I am unable to listen a multicast port with my gentoo. It is freshly installed with a custom kernel and as far as I know I didn't take out anything from the kernel related to networking, but I might be wrong. I also have an ubuntu machine which has no problem seeing the data on the same multicast port.
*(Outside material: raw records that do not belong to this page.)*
//! Read-only history queries for the operator UI. These go straight to the
//! store on a blocking thread; they never touch the registry.

use axum::{
    extract::{Path, Query, State},
    http::StatusCode,
    Json,
};
use serde::{Deserialize, Serialize};

use crate::chat::messages::Message;
use crate::db::models::SessionRecord;
use crate::db::store::{self, StoreError};
use crate::state::AppState;

/// Default and maximum number of messages returned per history request.
const DEFAULT_HISTORY_LIMIT: u32 = 1000;
const MAX_HISTORY_LIMIT: u32 = 5000;

/// Member ids generated for unidentified kiosk users.
const GUEST_PREFIXES: [&str; 2] = ["GUEST", "G_"];

#[derive(Debug, Deserialize)]
pub struct MembersQuery {
    #[serde(default)]
    pub include_guests: bool,
}

#[derive(Debug, Deserialize)]
pub struct HistoryQuery {
    pub limit: Option<u32>,
}

#[derive(Debug, Serialize, Deserialize)]
pub struct UnreadResponse {
    pub unread: i64,
}

pub fn is_guest(member: &str) -> bool {
    GUEST_PREFIXES.iter().any(|prefix| member.starts_with(prefix))
}

fn store_failure(e: StoreError) -> (StatusCode, String) {
    tracing::error!(error = %e, "History query failed");
    (StatusCode::INTERNAL_SERVER_ERROR, e.to_string())
}

fn join_failure(e: tokio::task::JoinError) -> (StatusCode, String) {
    (StatusCode::INTERNAL_SERVER_ERROR, format!("Task join error: {}", e))
}

/// GET /api/members
pub async fn list_members(
    State(state): State<AppState>,
    Query(query): Query<MembersQuery>,
) -> Result<Json<Vec<String>>, (StatusCode, String)> {
    let db = state.db.clone();
    let members = tokio::task::spawn_blocking(move || store::get_all_members(&db))
        .await
        .map_err(join_failure)?
        .map_err(store_failure)?;

    let members = members
        .into_iter()
        .filter(|m| query.include_guests || !is_guest(m))
        .collect();
    Ok(Json(members))
}

/// GET /api/members/{member}/messages
/// Most recent first, as stored.
pub async fn member_messages(
    State(state): State<AppState>,
    Path(member): Path<String>,
    Query(query): Query<HistoryQuery>,
) -> Result<Json<Vec<Message>>, (StatusCode, String)> {
    let limit = query
        .limit
        .unwrap_or(DEFAULT_HISTORY_LIMIT)
        .min(MAX_HISTORY_LIMIT);
    let db = state.db.clone();
    let rows = tokio::task::spawn_blocking(move || store::get_messages_by_member(&db, &member, limit))
        .await
        .map_err(join_failure)?
        .map_err(store_failure)?;

    Ok(Json(rows.iter().map(Message::from_row).collect()))
}

/// GET /api/members/{member}/unread
pub async fn member_unread(
    State(state): State<AppState>,
    Path(member): Path<String>,
) -> Result<Json<UnreadResponse>, (StatusCode, String)> {
    let db = state.db.clone();
    let unread = tokio::task::spawn_blocking(move || store::get_unread_count(&db, &member))
        .await
        .map_err(join_failure)?
        .map_err(store_failure)?;
    Ok(Json(UnreadResponse { unread }))
}

/// GET /api/members/{member}/sessions
pub async fn member_sessions(
    State(state): State<AppState>,
    Path(member): Path<String>,
) -> Result<Json<Vec<SessionRecord>>, (StatusCode, String)> {
    let db = state.db.clone();
    let records = tokio::task::spawn_blocking(move || store::sessions_for_member(&db, &member))
        .await
        .map_err(join_failure)?
        .map_err(store_failure)?;
    Ok(Json(records))
}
Does anyone have any insights on this?

Thanks,

Here is how my ifconfig looks like

```
eth1      Link encap:Ethernet  HWaddr 10:ba:24:56:0c:ac  

          inet addr:166.2.122.3  Bcast:166.2.122.9  Mask:255.255.255.240

          UP BROADCAST RUNNING MULTICAST  MTU:1500  Metric:1

          RX packets:38857 errors:0 dropped:0 overruns:0 frame:0

          TX packets:8102 errors:0 dropped:0 overruns:0 carrier:0

          collisions:0 txqueuelen:1000 

          RX bytes:6472930 (6.1 MiB)  TX bytes:1587798 (1.5 MiB)

          Interrupt:24 

lo        Link encap:Local Loopback  

          inet addr:127.0.0.1  Mask:255.0.0.0

          UP LOOPBACK RUNNING  MTU:16436  Metric:1

          RX packets:837 errors:0 dropped:0 overruns:0 frame:0

          TX packets:837 errors:0 dropped:0 overruns:0 carrier:0

          collisions:0 txqueuelen:0 

          RX bytes:16518 (16.1 KiB)  TX bytes:16518 (16.1 KiB)
```

- sony

----------

## RazielFMX

What is the ifconfig from your Ubuntu machine?  Do they share the same broadcast address?

----------

## tallgirl

 *RazielFMX wrote:*   

> What is the ifconfig from your Ubuntu machine?  Do they share the same broadcast address?

 

They better not since the posted broadcast address is wrong ...

----------